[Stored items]
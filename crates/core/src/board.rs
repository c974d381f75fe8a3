//! Board module - the settled-cell grid
//!
//! The board is a fixed 20x10 grid where each cell is either empty or holds the kind of
//! the piece that settled there. Uses a flat array for cache locality and zero allocation.
//! Coordinates are `(row, col)`: rows run 0..19 top to bottom, columns 0..9 left to right.
//! Dimensions never change; only cell contents do.

use arrayvec::ArrayVec;

use crate::types::{Cell, PieceKind, BOARD_AREA, BOARD_COLS, BOARD_ROWS};

/// Row indices removed by one [`Board::clear_full_rows`] call, bottom to top.
pub type ClearedRows = ArrayVec<usize, { BOARD_ROWS as usize }>;

/// The game board - 20 rows x 10 columns using flat array storage
#[derive(Debug, Clone, PartialEq)]
pub struct Board {
    /// Flat array of cells, row-major order (row * COLS + col)
    cells: [Cell; BOARD_AREA],
}

impl Board {
    /// Create a new empty board
    pub fn new() -> Self {
        Self {
            cells: [None; BOARD_AREA],
        }
    }

    #[inline(always)]
    fn index(row: i8, col: i8) -> Option<usize> {
        if Self::is_out_of_bounds(row, col) {
            return None;
        }
        Some((row as usize) * (BOARD_COLS as usize) + (col as usize))
    }

    pub fn rows(&self) -> u8 {
        BOARD_ROWS
    }

    pub fn cols(&self) -> u8 {
        BOARD_COLS
    }

    /// Check if `(row, col)` lies outside the grid
    pub fn is_out_of_bounds(row: i8, col: i8) -> bool {
        row < 0 || row >= BOARD_ROWS as i8 || col < 0 || col >= BOARD_COLS as i8
    }

    /// Get cell at `(row, col)`
    /// Returns None if out of bounds
    pub fn get(&self, row: i8, col: i8) -> Option<Cell> {
        Self::index(row, col).map(|idx| self.cells[idx])
    }

    /// Set cell at `(row, col)`
    /// Returns false if out of bounds
    pub fn set_cell(&mut self, row: i8, col: i8, cell: Cell) -> bool {
        match Self::index(row, col) {
            Some(idx) => {
                self.cells[idx] = cell;
                true
            }
            None => false,
        }
    }

    /// Check if `(row, col)` is within bounds and filled
    pub fn is_occupied(&self, row: i8, col: i8) -> bool {
        matches!(self.get(row, col), Some(Some(_)))
    }

    /// Check if a row is completely filled
    pub fn is_row_full(&self, row: usize) -> bool {
        if row >= BOARD_ROWS as usize {
            return false;
        }
        let start = row * BOARD_COLS as usize;
        let end = start + BOARD_COLS as usize;
        self.cells[start..end].iter().all(|cell| cell.is_some())
    }

    /// Remove every full row and compact the rows above it downwards.
    ///
    /// Scans bottom to top with a two-pointer pass; empty rows enter at the top.
    /// Remaining rows keep their relative order. Returns the original indices of the
    /// removed rows, bottom to top.
    pub fn clear_full_rows(&mut self) -> ClearedRows {
        let mut cleared = ClearedRows::new();
        let width = BOARD_COLS as usize;
        let mut write_row = BOARD_ROWS as usize;

        for read_row in (0..BOARD_ROWS as usize).rev() {
            if self.is_row_full(read_row) {
                cleared.push(read_row);
            } else {
                write_row -= 1;
                if write_row != read_row {
                    let src = read_row * width;
                    self.cells.copy_within(src..src + width, write_row * width);
                }
            }
        }

        self.cells[..write_row * width].fill(None);
        cleared
    }

    /// Write `kind` into every `(row, col)` of `minos`.
    ///
    /// Positions above the board (negative rows) are dropped. Returns how many cells were written.
    pub fn merge(&mut self, minos: impl IntoIterator<Item = (i8, i8)>, kind: PieceKind) -> usize {
        let mut written = 0;
        for (row, col) in minos {
            if row >= 0 && self.set_cell(row, col, Some(kind)) {
                written += 1;
            }
        }
        written
    }

    /// Number of filled cells
    pub fn occupied_count(&self) -> usize {
        self.cells.iter().filter(|cell| cell.is_some()).count()
    }

    /// Get a reference to the internal cells array (row-major)
    pub fn cells(&self) -> &[Cell] {
        &self.cells
    }

    /// Iterate over rows from top to bottom
    pub fn iter_rows(&self) -> impl Iterator<Item = &[Cell]> {
        self.cells.chunks_exact(BOARD_COLS as usize)
    }

    /// Clear the entire board
    pub fn clear(&mut self) {
        self.cells.fill(None);
    }
}

impl Default for Board {
    fn default() -> Self {
        Self::new()
    }
}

▸ **Problem details**:
Retype the entries in full. Keep every line identical.

▸ **Solved problem**:
filename crates/core/src/board.rs
repository c974d381f75fe8a3
//! Board module - the settled-cell grid
//!
//! The board is a fixed 20x10 grid where each cell is either empty or holds the kind of
//! the piece that settled there. Uses a flat array for cache locality and zero allocation.
//! Coordinates are `(row, col)`: rows run 0..19 top to bottom, columns 0..9 left to right.
//! Dimensions never change; only cell contents do.

use arrayvec::ArrayVec;

use crate::types::{Cell, PieceKind, BOARD_AREA, BOARD_COLS, BOARD_ROWS};

/// Row indices removed by one [`Board::clear_full_rows`] call, bottom to top.
pub type ClearedRows = ArrayVec<usize, { BOARD_ROWS as usize }>;

/// The game board - 20 rows x 10 columns using flat array storage
#[derive(Debug, Clone, PartialEq)]
pub struct Board {
    /// Flat array of cells, row-major order (row * COLS + col)
    cells: [Cell; BOARD_AREA],
}

impl Board {
    /// Create a new empty board
    pub fn new() -> Self {
        Self {
            cells: [None; BOARD_AREA],
        }
    }

    #[inline(always)]
    fn index(row: i8, col: i8) -> Option<usize> {
        if Self::is_out_of_bounds(row, col) {
            return None;
        }
        Some((row as usize) * (BOARD_COLS as usize) + (col as usize))
    }

    pub fn rows(&self) -> u8 {
        BOARD_ROWS
    }

    pub fn cols(&self) -> u8 {
        BOARD_COLS
    }

    /// Check if `(row, col)` lies outside the grid
    pub fn is_out_of_bounds(row: i8, col: i8) -> bool {
        row < 0 || row >= BOARD_ROWS as i8 || col < 0 || col >= BOARD_COLS as i8
    }

    /// Get cell at `(row, col)`
    /// Returns None if out of bounds
    pub fn get(&self, row: i8, col: i8) -> Option<Cell> {
        Self::index(row, col).map(|idx| self.cells[idx])
    }

    /// Set cell at `(row, col)`
    /// Returns false if out of bounds
    pub fn set_cell(&mut self, row: i8, col: i8, cell: Cell) -> bool {
        match Self::index(row, col) {
            Some(idx) => {
                self.cells[idx] = cell;
                true
            }
            None => false,
        }
    }

    /// Check if `(row, col)` is within bounds and filled
    pub fn is_occupied(&self, row: i8, col: i8) -> bool {
        matches!(self.get(row, col), Some(Some(_)))
    }

    /// Check if a row is completely filled
    pub fn is_row_full(&self, row: usize) -> bool {
        if row >= BOARD_ROWS as usize {
            return false;
        }
        let start = row * BOARD_COLS as usize;
        let end = start + BOARD_COLS as usize;
        self.cells[start..end].iter().all(|cell| cell.is_some())
    }

    /// Remove every full row and compact the rows above it downwards.
    ///
    /// Scans bottom to top with a two-pointer pass; empty rows enter at the top.
    /// Remaining rows keep their relative order. Returns the original indices of the
    /// removed rows, bottom to top.
    pub fn clear_full_rows(&mut self) -> ClearedRows {
        let mut cleared = ClearedRows::new();
        let width = BOARD_COLS as usize;
        let mut write_row = BOARD_ROWS as usize;

        for read_row in (0..BOARD_ROWS as usize).rev() {
            if self.is_row_full(read_row) {
                cleared.push(read_row);
            } else {
                write_row -= 1;
                if write_row != read_row {
                    let src = read_row * width;
                    self.cells.copy_within(src..src + width, write_row * width);
                }
            }
        }

        self.cells[..write_row * width].fill(None);
        cleared
    }

    /// Write `kind` into every `(row, col)` of `minos`.
    ///
    /// Positions above the board (negative rows) are dropped. Returns how many cells were written.
    pub fn merge(&mut self, minos: impl IntoIterator<Item = (i8, i8)>, kind: PieceKind) -> usize {
        let mut written = 0;
        for (row, col) in minos {
            if row >= 0 && self.set_cell(row, col, Some(kind)) {
                written += 1;
            }
        }
        written
    }

    /// Number of filled cells
    pub fn occupied_count(&self) -> usize {
        self.cells.iter().filter(|cell| cell.is_some()).count()
    }

    /// Get a reference to the internal cells array (row-major)
    pub fn cells(&self) -> &[Cell] {
        &self.cells
    }

    /// Iterate over rows from top to bottom
    pub fn iter_rows(&self) -> impl Iterator<Item = &[Cell]> {
        self.cells.chunks_exact(BOARD_COLS as usize)
    }

    /// Clear the entire board
    pub fn clear(&mut self) {
        self.cells.fill(None);
    }
}

impl Default for Board {
    fn default() -> Self {
        Self::new()
    }
}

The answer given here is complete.